Task description => Whenever the string "configured" turns up in a line below, that line should be copied.

Saved entries =>
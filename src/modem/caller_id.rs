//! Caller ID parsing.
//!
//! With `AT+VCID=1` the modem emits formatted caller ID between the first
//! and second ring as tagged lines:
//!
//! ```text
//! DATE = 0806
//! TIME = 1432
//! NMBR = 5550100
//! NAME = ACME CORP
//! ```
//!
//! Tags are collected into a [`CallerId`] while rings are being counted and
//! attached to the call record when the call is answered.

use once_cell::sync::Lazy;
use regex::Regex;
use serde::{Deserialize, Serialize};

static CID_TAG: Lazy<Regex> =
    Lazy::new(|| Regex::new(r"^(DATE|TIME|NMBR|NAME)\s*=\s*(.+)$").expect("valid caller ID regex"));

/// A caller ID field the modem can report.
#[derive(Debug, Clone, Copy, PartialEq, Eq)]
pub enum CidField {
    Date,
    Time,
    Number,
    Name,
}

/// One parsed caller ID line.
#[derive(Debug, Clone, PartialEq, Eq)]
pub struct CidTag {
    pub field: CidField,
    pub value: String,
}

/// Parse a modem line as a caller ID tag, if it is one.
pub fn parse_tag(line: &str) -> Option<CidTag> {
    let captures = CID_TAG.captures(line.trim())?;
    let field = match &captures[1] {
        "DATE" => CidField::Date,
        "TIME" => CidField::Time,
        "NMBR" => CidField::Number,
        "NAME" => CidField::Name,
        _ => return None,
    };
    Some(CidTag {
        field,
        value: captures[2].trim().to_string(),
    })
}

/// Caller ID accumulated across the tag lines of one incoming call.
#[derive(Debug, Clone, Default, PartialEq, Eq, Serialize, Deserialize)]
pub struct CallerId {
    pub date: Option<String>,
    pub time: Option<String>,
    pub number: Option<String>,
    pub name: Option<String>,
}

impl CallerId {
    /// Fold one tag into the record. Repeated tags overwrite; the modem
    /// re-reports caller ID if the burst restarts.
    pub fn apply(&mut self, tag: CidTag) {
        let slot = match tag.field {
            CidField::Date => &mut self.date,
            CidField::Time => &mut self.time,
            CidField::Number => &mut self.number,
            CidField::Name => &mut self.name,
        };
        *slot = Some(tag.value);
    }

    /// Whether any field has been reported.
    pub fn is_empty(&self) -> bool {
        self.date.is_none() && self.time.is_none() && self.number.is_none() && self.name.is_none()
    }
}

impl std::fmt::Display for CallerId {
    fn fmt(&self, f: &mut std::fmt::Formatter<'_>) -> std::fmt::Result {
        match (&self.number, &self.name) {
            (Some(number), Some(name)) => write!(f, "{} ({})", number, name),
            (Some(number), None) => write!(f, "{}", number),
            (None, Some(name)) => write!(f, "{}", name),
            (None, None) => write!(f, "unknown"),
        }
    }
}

--

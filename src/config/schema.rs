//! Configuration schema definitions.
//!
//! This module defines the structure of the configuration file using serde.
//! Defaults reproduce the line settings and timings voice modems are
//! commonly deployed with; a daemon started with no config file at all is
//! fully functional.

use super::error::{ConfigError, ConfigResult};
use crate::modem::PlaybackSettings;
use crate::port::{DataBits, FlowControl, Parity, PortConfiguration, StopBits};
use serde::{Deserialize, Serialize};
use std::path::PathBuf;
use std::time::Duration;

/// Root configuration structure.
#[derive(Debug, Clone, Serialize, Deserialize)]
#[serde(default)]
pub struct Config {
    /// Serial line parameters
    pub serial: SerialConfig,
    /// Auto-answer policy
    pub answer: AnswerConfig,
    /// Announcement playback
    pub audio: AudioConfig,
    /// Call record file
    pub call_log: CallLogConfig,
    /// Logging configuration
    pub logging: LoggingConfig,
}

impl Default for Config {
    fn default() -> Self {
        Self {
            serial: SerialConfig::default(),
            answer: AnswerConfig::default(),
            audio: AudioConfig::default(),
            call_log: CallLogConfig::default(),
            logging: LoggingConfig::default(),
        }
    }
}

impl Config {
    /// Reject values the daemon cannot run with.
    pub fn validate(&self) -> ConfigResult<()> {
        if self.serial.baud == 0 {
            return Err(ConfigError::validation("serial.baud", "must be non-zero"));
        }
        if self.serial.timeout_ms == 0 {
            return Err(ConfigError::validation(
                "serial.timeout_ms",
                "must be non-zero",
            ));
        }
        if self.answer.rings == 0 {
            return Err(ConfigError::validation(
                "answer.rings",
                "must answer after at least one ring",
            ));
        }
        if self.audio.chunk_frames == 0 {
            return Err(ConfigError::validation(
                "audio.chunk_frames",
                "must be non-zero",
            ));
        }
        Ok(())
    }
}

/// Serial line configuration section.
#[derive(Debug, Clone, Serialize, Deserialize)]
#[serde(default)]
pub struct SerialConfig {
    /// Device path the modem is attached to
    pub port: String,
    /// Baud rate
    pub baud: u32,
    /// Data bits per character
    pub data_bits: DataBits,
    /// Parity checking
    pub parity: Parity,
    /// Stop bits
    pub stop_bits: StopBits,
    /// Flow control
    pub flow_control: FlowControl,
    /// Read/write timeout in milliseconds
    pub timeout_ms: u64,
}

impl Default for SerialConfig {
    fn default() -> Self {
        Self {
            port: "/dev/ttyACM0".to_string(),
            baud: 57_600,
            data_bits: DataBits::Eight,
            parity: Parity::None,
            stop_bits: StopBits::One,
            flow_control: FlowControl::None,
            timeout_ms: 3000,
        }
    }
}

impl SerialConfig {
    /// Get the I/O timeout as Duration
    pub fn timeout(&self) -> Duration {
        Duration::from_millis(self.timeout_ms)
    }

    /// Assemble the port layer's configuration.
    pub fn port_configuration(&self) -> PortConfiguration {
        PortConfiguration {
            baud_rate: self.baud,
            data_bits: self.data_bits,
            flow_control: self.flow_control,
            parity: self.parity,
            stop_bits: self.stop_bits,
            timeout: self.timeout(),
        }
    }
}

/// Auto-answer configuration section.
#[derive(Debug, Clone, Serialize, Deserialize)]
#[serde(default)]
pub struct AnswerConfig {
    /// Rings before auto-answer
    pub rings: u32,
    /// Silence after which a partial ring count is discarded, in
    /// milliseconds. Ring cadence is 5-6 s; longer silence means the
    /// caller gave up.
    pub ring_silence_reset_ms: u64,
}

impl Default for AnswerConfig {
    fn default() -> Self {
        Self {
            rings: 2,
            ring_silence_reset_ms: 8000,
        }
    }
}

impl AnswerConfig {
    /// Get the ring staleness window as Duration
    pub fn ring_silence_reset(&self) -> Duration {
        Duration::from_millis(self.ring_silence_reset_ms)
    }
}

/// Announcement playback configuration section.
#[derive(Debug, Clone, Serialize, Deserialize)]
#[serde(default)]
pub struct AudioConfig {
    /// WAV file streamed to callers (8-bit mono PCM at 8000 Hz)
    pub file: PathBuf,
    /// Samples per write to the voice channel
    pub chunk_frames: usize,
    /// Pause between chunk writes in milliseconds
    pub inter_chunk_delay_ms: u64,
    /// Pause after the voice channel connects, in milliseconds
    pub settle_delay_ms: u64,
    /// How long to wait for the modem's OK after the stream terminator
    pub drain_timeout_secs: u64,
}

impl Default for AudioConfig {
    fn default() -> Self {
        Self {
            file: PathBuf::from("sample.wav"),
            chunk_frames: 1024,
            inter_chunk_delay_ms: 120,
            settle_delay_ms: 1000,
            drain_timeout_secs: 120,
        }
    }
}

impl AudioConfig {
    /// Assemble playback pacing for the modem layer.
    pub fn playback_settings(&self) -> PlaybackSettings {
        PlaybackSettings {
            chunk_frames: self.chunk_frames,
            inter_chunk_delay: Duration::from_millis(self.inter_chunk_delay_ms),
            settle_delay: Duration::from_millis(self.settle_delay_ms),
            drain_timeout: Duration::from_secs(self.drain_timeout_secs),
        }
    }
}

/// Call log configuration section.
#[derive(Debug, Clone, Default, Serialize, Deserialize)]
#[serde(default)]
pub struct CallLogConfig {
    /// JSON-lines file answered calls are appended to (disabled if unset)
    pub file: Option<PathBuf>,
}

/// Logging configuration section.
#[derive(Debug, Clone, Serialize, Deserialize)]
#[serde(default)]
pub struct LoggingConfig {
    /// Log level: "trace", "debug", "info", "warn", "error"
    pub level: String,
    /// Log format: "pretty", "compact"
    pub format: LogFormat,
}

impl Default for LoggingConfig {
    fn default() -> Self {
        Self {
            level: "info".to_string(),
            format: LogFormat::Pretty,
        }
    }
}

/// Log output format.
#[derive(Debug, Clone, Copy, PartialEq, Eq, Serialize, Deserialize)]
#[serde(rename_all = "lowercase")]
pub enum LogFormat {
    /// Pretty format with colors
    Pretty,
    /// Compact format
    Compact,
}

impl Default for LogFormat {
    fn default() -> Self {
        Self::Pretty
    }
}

--

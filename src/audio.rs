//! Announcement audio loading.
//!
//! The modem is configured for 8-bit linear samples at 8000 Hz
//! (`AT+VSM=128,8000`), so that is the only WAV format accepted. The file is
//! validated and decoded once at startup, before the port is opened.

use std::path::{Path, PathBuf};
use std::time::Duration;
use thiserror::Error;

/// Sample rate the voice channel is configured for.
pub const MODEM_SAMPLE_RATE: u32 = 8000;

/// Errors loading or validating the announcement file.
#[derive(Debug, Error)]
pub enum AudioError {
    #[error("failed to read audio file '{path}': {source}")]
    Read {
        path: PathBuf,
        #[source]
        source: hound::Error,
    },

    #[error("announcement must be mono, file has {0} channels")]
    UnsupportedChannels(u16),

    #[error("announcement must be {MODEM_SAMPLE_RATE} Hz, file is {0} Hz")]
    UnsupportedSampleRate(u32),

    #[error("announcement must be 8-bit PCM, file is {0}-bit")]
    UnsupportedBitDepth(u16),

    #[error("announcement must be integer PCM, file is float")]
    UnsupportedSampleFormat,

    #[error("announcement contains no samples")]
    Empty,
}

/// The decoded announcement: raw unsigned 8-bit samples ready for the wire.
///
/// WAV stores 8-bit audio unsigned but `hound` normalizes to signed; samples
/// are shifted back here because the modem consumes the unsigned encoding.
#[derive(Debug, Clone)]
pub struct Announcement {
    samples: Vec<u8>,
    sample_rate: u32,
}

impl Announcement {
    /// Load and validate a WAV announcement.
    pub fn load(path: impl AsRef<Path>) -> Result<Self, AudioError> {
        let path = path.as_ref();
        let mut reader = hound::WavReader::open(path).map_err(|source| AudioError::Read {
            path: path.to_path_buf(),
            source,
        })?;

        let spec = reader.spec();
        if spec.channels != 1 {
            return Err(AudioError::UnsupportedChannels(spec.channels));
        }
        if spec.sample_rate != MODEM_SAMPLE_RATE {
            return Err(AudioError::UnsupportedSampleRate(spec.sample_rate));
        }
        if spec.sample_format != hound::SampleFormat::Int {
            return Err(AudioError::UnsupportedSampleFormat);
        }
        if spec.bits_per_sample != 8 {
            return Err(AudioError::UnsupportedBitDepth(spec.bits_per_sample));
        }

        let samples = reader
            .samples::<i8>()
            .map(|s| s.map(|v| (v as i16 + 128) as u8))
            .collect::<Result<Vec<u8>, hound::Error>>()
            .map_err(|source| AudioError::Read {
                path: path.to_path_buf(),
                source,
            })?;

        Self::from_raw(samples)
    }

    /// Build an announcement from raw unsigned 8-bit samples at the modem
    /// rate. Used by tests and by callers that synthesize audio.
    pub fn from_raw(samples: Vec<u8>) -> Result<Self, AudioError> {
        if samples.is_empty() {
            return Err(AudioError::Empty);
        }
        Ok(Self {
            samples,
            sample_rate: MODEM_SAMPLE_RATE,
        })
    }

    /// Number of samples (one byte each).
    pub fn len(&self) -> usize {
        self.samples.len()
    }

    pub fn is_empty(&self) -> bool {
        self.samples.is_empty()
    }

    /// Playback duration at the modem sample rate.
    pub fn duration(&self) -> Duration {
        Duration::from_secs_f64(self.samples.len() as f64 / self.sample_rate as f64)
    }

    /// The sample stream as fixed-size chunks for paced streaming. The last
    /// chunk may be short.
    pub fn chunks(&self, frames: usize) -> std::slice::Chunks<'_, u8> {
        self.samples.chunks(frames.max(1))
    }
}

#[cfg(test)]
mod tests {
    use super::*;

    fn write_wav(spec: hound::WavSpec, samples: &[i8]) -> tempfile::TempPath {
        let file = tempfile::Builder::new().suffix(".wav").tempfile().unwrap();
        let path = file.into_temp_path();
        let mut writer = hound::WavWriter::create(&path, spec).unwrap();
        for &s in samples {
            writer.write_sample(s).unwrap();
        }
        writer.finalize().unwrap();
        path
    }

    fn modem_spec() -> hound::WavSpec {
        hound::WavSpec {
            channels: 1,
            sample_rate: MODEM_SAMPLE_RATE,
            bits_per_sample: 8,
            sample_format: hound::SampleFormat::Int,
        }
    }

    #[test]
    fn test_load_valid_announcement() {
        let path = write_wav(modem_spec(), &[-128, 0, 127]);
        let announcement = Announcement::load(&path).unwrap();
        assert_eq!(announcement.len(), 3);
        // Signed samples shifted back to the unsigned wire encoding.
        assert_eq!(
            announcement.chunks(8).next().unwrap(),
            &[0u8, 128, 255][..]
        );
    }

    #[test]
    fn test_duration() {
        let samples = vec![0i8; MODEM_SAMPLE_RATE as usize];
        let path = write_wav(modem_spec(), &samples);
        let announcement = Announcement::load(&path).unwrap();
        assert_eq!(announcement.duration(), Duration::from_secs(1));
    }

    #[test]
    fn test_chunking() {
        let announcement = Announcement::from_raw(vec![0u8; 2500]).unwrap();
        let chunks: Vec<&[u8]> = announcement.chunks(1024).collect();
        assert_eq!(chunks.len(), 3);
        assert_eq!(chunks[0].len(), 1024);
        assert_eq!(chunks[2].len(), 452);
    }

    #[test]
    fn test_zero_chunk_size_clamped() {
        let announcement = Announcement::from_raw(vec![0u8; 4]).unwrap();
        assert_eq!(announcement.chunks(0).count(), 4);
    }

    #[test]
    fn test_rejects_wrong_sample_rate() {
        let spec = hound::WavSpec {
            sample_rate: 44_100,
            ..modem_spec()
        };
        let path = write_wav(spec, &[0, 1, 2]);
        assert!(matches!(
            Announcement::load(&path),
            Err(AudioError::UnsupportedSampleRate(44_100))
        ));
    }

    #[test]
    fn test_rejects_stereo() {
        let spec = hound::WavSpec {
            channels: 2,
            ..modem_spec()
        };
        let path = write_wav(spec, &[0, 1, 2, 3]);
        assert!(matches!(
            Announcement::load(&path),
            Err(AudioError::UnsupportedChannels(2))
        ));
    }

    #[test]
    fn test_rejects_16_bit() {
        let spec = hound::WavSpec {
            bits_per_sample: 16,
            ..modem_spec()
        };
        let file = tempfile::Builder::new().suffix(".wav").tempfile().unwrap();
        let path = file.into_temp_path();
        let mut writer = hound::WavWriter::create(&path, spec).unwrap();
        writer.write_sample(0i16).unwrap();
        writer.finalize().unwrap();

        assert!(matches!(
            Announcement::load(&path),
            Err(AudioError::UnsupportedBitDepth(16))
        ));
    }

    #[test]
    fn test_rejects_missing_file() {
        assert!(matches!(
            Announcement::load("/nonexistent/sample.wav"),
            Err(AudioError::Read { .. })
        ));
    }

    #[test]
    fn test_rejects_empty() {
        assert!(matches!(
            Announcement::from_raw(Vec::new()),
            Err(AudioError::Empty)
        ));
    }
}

Expected answer =>
//! The modem is configured for 8-bit linear samples at 8000 Hz
/// Sample rate the voice channel is configured for.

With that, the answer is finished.